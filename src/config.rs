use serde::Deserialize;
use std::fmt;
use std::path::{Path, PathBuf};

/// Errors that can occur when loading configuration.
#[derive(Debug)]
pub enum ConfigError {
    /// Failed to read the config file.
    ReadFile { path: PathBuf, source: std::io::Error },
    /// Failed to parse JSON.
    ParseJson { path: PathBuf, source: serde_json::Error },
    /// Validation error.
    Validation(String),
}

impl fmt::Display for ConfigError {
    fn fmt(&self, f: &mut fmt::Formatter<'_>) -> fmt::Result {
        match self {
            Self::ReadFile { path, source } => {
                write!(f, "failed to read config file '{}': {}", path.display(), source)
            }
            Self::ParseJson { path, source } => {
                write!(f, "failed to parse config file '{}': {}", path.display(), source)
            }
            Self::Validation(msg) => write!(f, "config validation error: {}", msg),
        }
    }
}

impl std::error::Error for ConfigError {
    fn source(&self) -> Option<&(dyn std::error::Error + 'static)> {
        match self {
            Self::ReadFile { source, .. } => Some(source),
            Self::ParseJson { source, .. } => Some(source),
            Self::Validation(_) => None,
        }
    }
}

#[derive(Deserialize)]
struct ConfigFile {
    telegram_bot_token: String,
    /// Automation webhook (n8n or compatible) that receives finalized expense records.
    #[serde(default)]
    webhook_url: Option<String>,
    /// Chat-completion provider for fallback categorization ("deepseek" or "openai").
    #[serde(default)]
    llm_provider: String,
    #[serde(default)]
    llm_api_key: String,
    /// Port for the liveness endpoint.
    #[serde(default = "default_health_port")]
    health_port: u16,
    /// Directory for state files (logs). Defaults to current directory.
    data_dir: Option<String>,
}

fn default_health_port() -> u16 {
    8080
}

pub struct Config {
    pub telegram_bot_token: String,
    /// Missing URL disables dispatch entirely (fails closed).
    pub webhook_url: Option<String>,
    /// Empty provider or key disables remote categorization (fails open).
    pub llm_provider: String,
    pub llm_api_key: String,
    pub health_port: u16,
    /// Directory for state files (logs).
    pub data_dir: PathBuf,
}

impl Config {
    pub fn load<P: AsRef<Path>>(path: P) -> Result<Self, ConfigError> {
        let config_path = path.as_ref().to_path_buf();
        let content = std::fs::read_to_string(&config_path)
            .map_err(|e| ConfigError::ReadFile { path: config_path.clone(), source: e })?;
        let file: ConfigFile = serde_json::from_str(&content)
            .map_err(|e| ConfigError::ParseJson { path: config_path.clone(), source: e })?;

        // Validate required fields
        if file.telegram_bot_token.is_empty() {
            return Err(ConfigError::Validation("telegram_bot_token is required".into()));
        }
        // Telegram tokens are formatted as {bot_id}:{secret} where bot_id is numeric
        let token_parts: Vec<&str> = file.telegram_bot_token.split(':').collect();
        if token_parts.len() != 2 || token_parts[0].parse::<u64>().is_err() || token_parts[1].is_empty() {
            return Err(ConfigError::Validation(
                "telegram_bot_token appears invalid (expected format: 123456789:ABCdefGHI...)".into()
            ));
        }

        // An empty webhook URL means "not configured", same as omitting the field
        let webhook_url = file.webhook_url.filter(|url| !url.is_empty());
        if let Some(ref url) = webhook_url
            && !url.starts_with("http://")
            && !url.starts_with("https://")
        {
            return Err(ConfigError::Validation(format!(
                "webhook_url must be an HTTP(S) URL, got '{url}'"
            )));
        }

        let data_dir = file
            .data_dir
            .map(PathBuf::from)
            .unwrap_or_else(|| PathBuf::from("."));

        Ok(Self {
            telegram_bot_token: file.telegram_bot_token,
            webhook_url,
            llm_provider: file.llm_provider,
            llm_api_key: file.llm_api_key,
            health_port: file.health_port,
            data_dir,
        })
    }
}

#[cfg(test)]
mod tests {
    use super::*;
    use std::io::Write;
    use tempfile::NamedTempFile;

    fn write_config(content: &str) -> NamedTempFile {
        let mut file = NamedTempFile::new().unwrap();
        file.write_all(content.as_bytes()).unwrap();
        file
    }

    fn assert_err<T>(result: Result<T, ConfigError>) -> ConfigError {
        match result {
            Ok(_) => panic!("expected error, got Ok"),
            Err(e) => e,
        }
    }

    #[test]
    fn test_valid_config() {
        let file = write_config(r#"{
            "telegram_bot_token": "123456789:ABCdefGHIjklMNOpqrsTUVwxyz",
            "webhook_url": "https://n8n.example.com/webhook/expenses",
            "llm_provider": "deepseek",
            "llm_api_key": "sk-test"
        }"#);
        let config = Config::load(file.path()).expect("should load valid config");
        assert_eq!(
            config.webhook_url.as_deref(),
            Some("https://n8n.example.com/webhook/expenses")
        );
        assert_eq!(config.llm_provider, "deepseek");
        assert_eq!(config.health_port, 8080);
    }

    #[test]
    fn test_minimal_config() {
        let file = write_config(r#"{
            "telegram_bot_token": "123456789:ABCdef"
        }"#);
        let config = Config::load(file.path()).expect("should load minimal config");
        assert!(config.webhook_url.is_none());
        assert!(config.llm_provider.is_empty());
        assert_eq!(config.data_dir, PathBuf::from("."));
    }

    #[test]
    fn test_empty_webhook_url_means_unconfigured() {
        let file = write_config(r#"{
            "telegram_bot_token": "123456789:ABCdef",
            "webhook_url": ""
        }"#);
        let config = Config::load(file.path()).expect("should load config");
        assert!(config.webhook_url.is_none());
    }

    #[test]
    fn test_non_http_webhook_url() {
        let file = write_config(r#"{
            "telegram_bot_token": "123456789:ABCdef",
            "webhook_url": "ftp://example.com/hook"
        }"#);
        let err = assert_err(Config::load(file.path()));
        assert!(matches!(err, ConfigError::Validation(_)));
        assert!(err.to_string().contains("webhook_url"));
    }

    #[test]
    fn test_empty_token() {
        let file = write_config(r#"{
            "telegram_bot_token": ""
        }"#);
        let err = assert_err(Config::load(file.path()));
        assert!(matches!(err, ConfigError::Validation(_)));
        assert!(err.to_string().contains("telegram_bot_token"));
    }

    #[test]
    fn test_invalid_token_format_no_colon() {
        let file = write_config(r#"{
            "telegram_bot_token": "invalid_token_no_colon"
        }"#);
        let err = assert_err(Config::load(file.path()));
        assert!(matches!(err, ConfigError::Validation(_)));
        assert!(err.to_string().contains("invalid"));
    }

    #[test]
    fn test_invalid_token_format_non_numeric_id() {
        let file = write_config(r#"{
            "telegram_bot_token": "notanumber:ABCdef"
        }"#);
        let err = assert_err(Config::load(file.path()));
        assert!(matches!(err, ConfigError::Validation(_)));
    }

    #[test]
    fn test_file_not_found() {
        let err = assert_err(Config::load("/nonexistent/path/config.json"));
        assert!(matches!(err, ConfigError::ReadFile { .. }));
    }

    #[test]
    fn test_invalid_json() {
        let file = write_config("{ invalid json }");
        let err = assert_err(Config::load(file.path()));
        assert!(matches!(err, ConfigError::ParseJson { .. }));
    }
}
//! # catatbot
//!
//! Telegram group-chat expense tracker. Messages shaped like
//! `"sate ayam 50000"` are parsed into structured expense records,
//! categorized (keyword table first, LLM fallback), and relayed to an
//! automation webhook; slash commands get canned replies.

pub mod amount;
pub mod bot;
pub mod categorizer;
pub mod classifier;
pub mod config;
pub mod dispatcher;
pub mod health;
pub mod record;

----------------

#### Exercise goal
The full listing should be reproduced exactly.

#### Task response
filename src/config.rs
use serde::Deserialize;
use std::fmt;
use std::path::{Path, PathBuf};

/// Errors that can occur when loading configuration.
#[derive(Debug)]
pub enum ConfigError {
    /// Failed to read the config file.
    ReadFile { path: PathBuf, source: std::io::Error },
    /// Failed to parse JSON.
    ParseJson { path: PathBuf, source: serde_json::Error },
    /// Validation error.
    Validation(String),
}

impl fmt::Display for ConfigError {
    fn fmt(&self, f: &mut fmt::Formatter<'_>) -> fmt::Result {
        match self {
            Self::ReadFile { path, source } => {
                write!(f, "failed to read config file '{}': {}", path.display(), source)
            }
            Self::ParseJson { path, source } => {
                write!(f, "failed to parse config file '{}': {}", path.display(), source)
            }
            Self::Validation(msg) => write!(f, "config validation error: {}", msg),
        }
    }
}

impl std::error::Error for ConfigError {
    fn source(&self) -> Option<&(dyn std::error::Error + 'static)> {
        match self {
            Self::ReadFile { source, .. } => Some(source),
            Self::ParseJson { source, .. } => Some(source),
            Self::Validation(_) => None,
        }
    }
}

#[derive(Deserialize)]
struct ConfigFile {
    telegram_bot_token: String,
    /// Automation webhook (n8n or compatible) that receives finalized expense records.
    #[serde(default)]
    webhook_url: Option<String>,
    /// Chat-completion provider for fallback categorization ("deepseek" or "openai").
    #[serde(default)]
    llm_provider: String,
    #[serde(default)]
    llm_api_key: String,
    /// Port for the liveness endpoint.
    #[serde(default = "default_health_port")]
    health_port: u16,
    /// Directory for state files (logs). Defaults to current directory.
    data_dir: Option<String>,
}

fn default_health_port() -> u16 {
    8080
}

pub struct Config {
    pub telegram_bot_token: String,
    /// Missing URL disables dispatch entirely (fails closed).
    pub webhook_url: Option<String>,
    /// Empty provider or key disables remote categorization (fails open).
    pub llm_provider: String,
    pub llm_api_key: String,
    pub health_port: u16,
    /// Directory for state files (logs).
    pub data_dir: PathBuf,
}

impl Config {
    pub fn load<P: AsRef<Path>>(path: P) -> Result<Self, ConfigError> {
        let config_path = path.as_ref().to_path_buf();
        let content = std::fs::read_to_string(&config_path)
            .map_err(|e| ConfigError::ReadFile { path: config_path.clone(), source: e })?;
        let file: ConfigFile = serde_json::from_str(&content)
            .map_err(|e| ConfigError::ParseJson { path: config_path.clone(), source: e })?;

        // Validate required fields
        if file.telegram_bot_token.is_empty() {
            return Err(ConfigError::Validation("telegram_bot_token is required".into()));
        }
        // Telegram tokens are formatted as {bot_id}:{secret} where bot_id is numeric
        let token_parts: Vec<&str> = file.telegram_bot_token.split(':').collect();
        if token_parts.len() != 2 || token_parts[0].parse::<u64>().is_err() || token_parts[1].is_empty() {
            return Err(ConfigError::Validation(
                "telegram_bot_token appears invalid (expected format: 123456789:ABCdefGHI...)".into()
            ));
        }

        // An empty webhook URL means "not configured", same as omitting the field
        let webhook_url = file.webhook_url.filter(|url| !url.is_empty());
        if let Some(ref url) = webhook_url
            && !url.starts_with("http://")
            && !url.starts_with("https://")
        {
            return Err(ConfigError::Validation(format!(
                "webhook_url must be an HTTP(S) URL, got '{url}'"
            )));
        }

        let data_dir = file
            .data_dir
            .map(PathBuf::from)
            .unwrap_or_else(|| PathBuf::from("."));

        Ok(Self {
            telegram_bot_token: file.telegram_bot_token,
            webhook_url,
            llm_provider: file.llm_provider,
            llm_api_key: file.llm_api_key,
            health_port: file.health_port,
            data_dir,
        })
    }
}

#[cfg(test)]
mod tests {
    use super::*;
    use std::io::Write;
    use tempfile::NamedTempFile;

    fn write_config(content: &str) -> NamedTempFile {
        let mut file = NamedTempFile::new().unwrap();
        file.write_all(content.as_bytes()).unwrap();
        file
    }

    fn assert_err<T>(result: Result<T, ConfigError>) -> ConfigError {
        match result {
            Ok(_) => panic!("expected error, got Ok"),
            Err(e) => e,
        }
    }

    #[test]
    fn test_valid_config() {
        let file = write_config(r#"{
            "telegram_bot_token": "123456789:ABCdefGHIjklMNOpqrsTUVwxyz",
            "webhook_url": "https://n8n.example.com/webhook/expenses",
            "llm_provider": "deepseek",
            "llm_api_key": "sk-test"
        }"#);
        let config = Config::load(file.path()).expect("should load valid config");
        assert_eq!(
            config.webhook_url.as_deref(),
            Some("https://n8n.example.com/webhook/expenses")
        );
        assert_eq!(config.llm_provider, "deepseek");
        assert_eq!(config.health_port, 8080);
    }

    #[test]
    fn test_minimal_config() {
        let file = write_config(r#"{
            "telegram_bot_token": "123456789:ABCdef"
        }"#);
        let config = Config::load(file.path()).expect("should load minimal config");
        assert!(config.webhook_url.is_none());
        assert!(config.llm_provider.is_empty());
        assert_eq!(config.data_dir, PathBuf::from("."));
    }

    #[test]
    fn test_empty_webhook_url_means_unconfigured() {
        let file = write_config(r#"{
            "telegram_bot_token": "123456789:ABCdef",
            "webhook_url": ""
        }"#);
        let config = Config::load(file.path()).expect("should load config");
        assert!(config.webhook_url.is_none());
    }

    #[test]
    fn test_non_http_webhook_url() {
        let file = write_config(r#"{
            "telegram_bot_token": "123456789:ABCdef",
            "webhook_url": "ftp://example.com/hook"
        }"#);
        let err = assert_err(Config::load(file.path()));
        assert!(matches!(err, ConfigError::Validation(_)));
        assert!(err.to_string().contains("webhook_url"));
    }

    #[test]
    fn test_empty_token() {
        let file = write_config(r#"{
            "telegram_bot_token": ""
        }"#);
        let err = assert_err(Config::load(file.path()));
        assert!(matches!(err, ConfigError::Validation(_)));
        assert!(err.to_string().contains("telegram_bot_token"));
    }

    #[test]
    fn test_invalid_token_format_no_colon() {
        let file = write_config(r#"{
            "telegram_bot_token": "invalid_token_no_colon"
        }"#);
        let err = assert_err(Config::load(file.path()));
        assert!(matches!(err, ConfigError::Validation(_)));
        assert!(err.to_string().contains("invalid"));
    }

    #[test]
    fn test_invalid_token_format_non_numeric_id() {
        let file = write_config(r#"{
            "telegram_bot_token": "notanumber:ABCdef"
        }"#);
        let err = assert_err(Config::load(file.path()));
        assert!(matches!(err, ConfigError::Validation(_)));
    }

    #[test]
    fn test_file_not_found() {
        let err = assert_err(Config::load("/nonexistent/path/config.json"));
        assert!(matches!(err, ConfigError::ReadFile { .. }));
    }

    #[test]
    fn test_invalid_json() {
        let file = write_config("{ invalid json }");
        let err = assert_err(Config::load(file.path()));
        assert!(matches!(err, ConfigError::ParseJson { .. }));
    }
}
//! # catatbot
//!
//! Telegram group-chat expense tracker. Messages shaped like
//! `"sate ayam 50000"` are parsed into structured expense records,
//! categorized (keyword table first, LLM fallback), and relayed to an
//! automation webhook; slash commands get canned replies.

pub mod amount;
pub mod bot;
pub mod categorizer;
pub mod classifier;
pub mod config;
pub mod dispatcher;
pub mod health;
pub mod record;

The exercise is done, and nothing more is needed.